▼▼▼

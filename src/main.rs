mod cli;

use clap::{Parser, Subcommand};
use tracing::error;
use tracing_subscriber::filter::LevelFilter;

#[derive(Parser, Debug)]
#[command(version, about = "Buried surface area at protein-protein interfaces", long_about = None)]
struct Cli {
    #[command(subcommand)]
    command: Commands,

    /// Verbosity of the program:
    /// -v for info, -vv for debug, and -vvv for trace
    #[arg(short, long, action = clap::ArgAction::Count, global = true)]
    verbose: u8,
}

#[derive(Subcommand, Debug)]
enum Commands {
    /// Compute the buried surface area of every interface residue
    Bsa(cli::bsa::Args),
    /// List the residues at the interface of two chains
    Contacts(cli::contacts::Args),
}

fn main() {
    let args = Cli::parse();

    let level = match args.verbose {
        0 => LevelFilter::WARN,
        1 => LevelFilter::INFO,
        2 => LevelFilter::DEBUG,
        _ => LevelFilter::TRACE,
    };
    tracing_subscriber::fmt()
        .with_max_level(level)
        .with_writer(std::io::stderr)
        .with_target(false)
        .init();

    let result = match &args.command {
        Commands::Bsa(args) => cli::bsa::run(args),
        Commands::Contacts(args) => cli::contacts::run(args),
    };
    if let Err(e) = result {
        error!("{e}");
        std::process::exit(1);
    }
}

▲▲▲

◆ Directions ◆
Each record needs to be given again exactly.

◆ Written solution ◆
filename src/main.rs
mod cli;

use clap::{Parser, Subcommand};
use tracing::error;
use tracing_subscriber::filter::LevelFilter;

#[derive(Parser, Debug)]
#[command(version, about = "Buried surface area at protein-protein interfaces", long_about = None)]
struct Cli {
    #[command(subcommand)]
    command: Commands,

    /// Verbosity of the program:
    /// -v for info, -vv for debug, and -vvv for trace
    #[arg(short, long, action = clap::ArgAction::Count, global = true)]
    verbose: u8,
}

#[derive(Subcommand, Debug)]
enum Commands {
    /// Compute the buried surface area of every interface residue
    Bsa(cli::bsa::Args),
    /// List the residues at the interface of two chains
    Contacts(cli::contacts::Args),
}

fn main() {
    let args = Cli::parse();

    let level = match args.verbose {
        0 => LevelFilter::WARN,
        1 => LevelFilter::INFO,
        2 => LevelFilter::DEBUG,
        _ => LevelFilter::TRACE,
    };
    tracing_subscriber::fmt()
        .with_max_level(level)
        .with_writer(std::io::stderr)
        .with_target(false)
        .init();

    let result = match &args.command {
        Commands::Bsa(args) => cli::bsa::run(args),
        Commands::Contacts(args) => cli::contacts::run(args),
    };
    if let Err(e) = result {
        error!("{e}");
        std::process::exit(1);
    }
}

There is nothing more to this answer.